Records -
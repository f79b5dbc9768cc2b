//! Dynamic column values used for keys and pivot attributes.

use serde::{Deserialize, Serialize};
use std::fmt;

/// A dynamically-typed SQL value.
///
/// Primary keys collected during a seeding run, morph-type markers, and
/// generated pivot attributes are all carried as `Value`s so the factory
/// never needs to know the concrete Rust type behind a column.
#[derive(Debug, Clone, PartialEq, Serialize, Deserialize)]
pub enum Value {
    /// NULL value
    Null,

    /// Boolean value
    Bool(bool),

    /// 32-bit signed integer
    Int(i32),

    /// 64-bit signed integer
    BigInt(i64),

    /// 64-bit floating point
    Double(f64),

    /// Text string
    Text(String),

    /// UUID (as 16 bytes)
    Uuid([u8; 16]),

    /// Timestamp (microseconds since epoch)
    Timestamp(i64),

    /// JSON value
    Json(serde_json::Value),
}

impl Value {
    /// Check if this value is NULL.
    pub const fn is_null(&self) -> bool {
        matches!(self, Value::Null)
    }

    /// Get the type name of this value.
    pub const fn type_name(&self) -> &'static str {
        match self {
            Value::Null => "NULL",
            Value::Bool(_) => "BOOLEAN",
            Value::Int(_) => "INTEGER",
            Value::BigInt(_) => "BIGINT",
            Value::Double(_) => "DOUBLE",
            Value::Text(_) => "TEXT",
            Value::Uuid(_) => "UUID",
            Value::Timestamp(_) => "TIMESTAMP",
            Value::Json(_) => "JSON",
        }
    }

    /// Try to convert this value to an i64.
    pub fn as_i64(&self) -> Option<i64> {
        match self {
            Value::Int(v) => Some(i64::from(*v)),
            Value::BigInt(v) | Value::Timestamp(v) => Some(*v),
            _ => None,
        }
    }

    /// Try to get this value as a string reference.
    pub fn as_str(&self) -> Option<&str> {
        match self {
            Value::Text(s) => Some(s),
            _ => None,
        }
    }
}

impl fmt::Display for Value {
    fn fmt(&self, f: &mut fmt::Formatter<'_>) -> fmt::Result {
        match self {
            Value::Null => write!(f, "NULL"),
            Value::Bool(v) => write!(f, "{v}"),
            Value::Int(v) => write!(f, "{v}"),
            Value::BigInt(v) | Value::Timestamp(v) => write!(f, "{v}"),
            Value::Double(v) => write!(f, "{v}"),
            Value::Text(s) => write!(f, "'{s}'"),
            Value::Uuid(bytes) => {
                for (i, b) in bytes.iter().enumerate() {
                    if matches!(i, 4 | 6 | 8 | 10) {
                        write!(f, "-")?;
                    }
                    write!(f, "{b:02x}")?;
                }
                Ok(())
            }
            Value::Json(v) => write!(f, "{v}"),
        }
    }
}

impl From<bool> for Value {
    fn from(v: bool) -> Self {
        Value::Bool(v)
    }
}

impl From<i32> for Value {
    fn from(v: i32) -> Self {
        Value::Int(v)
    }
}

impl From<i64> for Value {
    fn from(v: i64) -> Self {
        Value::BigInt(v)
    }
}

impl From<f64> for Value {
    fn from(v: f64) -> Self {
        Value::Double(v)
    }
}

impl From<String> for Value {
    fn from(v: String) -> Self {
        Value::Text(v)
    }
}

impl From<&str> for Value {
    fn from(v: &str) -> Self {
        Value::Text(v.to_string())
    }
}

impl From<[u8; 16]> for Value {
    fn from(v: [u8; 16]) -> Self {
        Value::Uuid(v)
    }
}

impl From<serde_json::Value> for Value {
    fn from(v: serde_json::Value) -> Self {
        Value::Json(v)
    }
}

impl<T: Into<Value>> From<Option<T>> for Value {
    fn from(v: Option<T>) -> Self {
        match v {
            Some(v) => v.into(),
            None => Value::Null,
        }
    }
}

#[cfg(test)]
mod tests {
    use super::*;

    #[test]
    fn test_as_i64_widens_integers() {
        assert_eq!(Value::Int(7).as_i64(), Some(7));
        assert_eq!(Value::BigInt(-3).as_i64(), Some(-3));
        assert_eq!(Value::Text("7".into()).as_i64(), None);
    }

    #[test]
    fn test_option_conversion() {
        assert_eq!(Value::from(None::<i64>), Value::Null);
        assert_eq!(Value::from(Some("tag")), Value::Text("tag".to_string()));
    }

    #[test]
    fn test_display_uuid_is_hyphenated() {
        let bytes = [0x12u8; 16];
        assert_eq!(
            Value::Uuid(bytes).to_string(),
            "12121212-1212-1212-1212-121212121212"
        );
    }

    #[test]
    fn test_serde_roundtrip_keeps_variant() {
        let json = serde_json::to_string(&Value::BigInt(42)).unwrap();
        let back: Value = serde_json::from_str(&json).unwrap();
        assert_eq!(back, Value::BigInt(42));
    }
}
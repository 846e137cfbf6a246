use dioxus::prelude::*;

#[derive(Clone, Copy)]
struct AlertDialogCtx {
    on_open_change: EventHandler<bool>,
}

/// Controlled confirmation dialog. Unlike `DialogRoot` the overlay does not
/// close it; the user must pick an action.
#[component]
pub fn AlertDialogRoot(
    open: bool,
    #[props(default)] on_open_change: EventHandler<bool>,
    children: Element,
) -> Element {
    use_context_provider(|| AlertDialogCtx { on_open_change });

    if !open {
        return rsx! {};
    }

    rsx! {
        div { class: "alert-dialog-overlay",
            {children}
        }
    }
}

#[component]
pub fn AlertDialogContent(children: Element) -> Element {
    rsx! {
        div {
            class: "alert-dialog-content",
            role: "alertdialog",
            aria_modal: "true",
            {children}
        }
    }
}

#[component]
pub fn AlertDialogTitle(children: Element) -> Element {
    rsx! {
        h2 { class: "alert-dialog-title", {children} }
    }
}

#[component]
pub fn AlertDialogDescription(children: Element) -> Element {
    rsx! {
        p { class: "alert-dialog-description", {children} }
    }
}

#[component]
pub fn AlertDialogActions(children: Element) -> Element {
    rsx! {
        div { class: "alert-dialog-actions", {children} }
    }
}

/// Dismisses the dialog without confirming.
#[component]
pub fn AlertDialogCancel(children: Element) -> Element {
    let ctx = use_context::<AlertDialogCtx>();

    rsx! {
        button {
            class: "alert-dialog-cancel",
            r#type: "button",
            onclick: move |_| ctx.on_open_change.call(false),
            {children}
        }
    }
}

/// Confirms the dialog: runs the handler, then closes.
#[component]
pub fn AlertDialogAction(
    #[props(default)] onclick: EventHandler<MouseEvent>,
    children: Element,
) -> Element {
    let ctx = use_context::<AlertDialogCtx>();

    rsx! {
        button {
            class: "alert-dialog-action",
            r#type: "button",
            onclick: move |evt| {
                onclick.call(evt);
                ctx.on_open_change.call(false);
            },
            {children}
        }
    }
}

What you are asked to do - Compute the number of lines in the entries above that hold the word "AlertDialogCtx"; the answer must contain nothing else.

Answer to this task - 4